“Hey, aren’t you somebody?” the teenager queried as I got into the elevator. While I was pondering an appropriate answer to this deeply philosophical question, his crony spilled the beans, “Yeah, he’s that guy who talks about chemistry on TV.” This was the ammunition the philosopher needed. “Oh no, we’re locked in an elevator with a scientist,” he mocked, before volunteering the information that he got about two percent in high school chemistry.

Sadly, I’ve heard such comments before. After many a public lecture I’ve been approached by people who feel the need to tell me with some sort of perverse pride how they slept through science classes or that chemistry was the only course they ever failed. Little wonder that there is mental chaos about chemicals and that “chemical-free” products are hot sellers. But if you are buying a truly chemical-free product — you’re buying nothing.

“It sounds more like a chemical than a food ingredient,” began a recent newspaper report about hydrolyzed vegetable protein, a common flavouring agent in foods. If a food ingredient isn’t a chemical, what is it? Everything in the world is made up of chemicals, which are the building blocks of all matter. The oxygen we breathe, the water we drink and the sugar we eat are all chemicals, as are the medications we swallow, the cosmetics we apply and the pesticides we spray. But somehow “chemical” has become synonymous with “toxin” and the term “chemical-free” is now a popular, albeit nonsensical, slogan.

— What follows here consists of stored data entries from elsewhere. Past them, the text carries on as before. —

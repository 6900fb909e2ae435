//! Top-level views of the front-end.

use serde::{Deserialize, Serialize};

use std::fmt;

/// Screen currently shown to the user.
#[derive(Debug, Clone, Copy, PartialEq, Eq, Default, Serialize, Deserialize)]
#[serde(rename_all = "lowercase")]
pub enum AppView {
    #[default]
    Landing,
    Dashboard,
    Builder,
}

impl fmt::Display for AppView {
    fn fmt(&self, f: &mut fmt::Formatter<'_>) -> fmt::Result {
        match self {
            AppView::Landing => write!(f, "landing"),
            AppView::Dashboard => write!(f, "dashboard"),
            AppView::Builder => write!(f, "builder"),
        }
    }
}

And what exactly does one food producer’s promise to use only “real ingredients” in its pizzas mean? Were they using imaginary ingredients before? “It’s all about the ingredients,” the ad proclaims, “and good food, frozen or not, starts with real ingredients… when you look at an ingredient list you want to see familiar ingredients, not ingredients you can’t pronounce.”

What ingredients are to be removed? Specifically mentioned are sodium steroyl lactylate and sodium ascorbate. Why remove these? Both are approved food additives and have undergone rigorous testing. Sodium steroyl lactylate is an emulsifier used in baked goods such as pizza dough. It disperses the fats in the dough, allowing less fat to be used, while softening the dough’s texture. Since it is made from lactic acid, found in milk, and stearic acid, found in beef tallow, you could call it “natural.” Sodium ascorbate is just the sodium salt of vitamin C and is used as an antioxidant to prevent fat from going rancid. These additives make better dough. Removing them caters to the current wave of chemophobia.

Chemical absurdity has even made it into the courtroom. The prosecutor in a gang fight trial in California described “a situation very much like nitrogen meeting glycerin; it was guaranteed that there would be an explosion of violence.” He probably had some vague recollections about nitroglycerin being a potent explosive. But this substance is not made by combining glycerin with nitrogen. Actually, glycerin meets nitrogen all the time quite peacefully, since nitrogen makes up 80 percent of air!

In a more serious vein, cleanup crews descended on a small town in Arkansas to deal with a toxic emergency caused by a mercury spill. In 1997, a couple of teenagers found a 20-kilogram batch of pure mercury in an abandoned neon light factory and proceeded to have fun with the shimmering substance. They played with it, distributed some to friends, spilled it on the floor at home and at school. As a result, eight homes had to be emptied of furnishings and six students ended up in hospital where they had plenty of time to contemplate the dangers of mercury — dangers they should have learned about in high school chemistry class!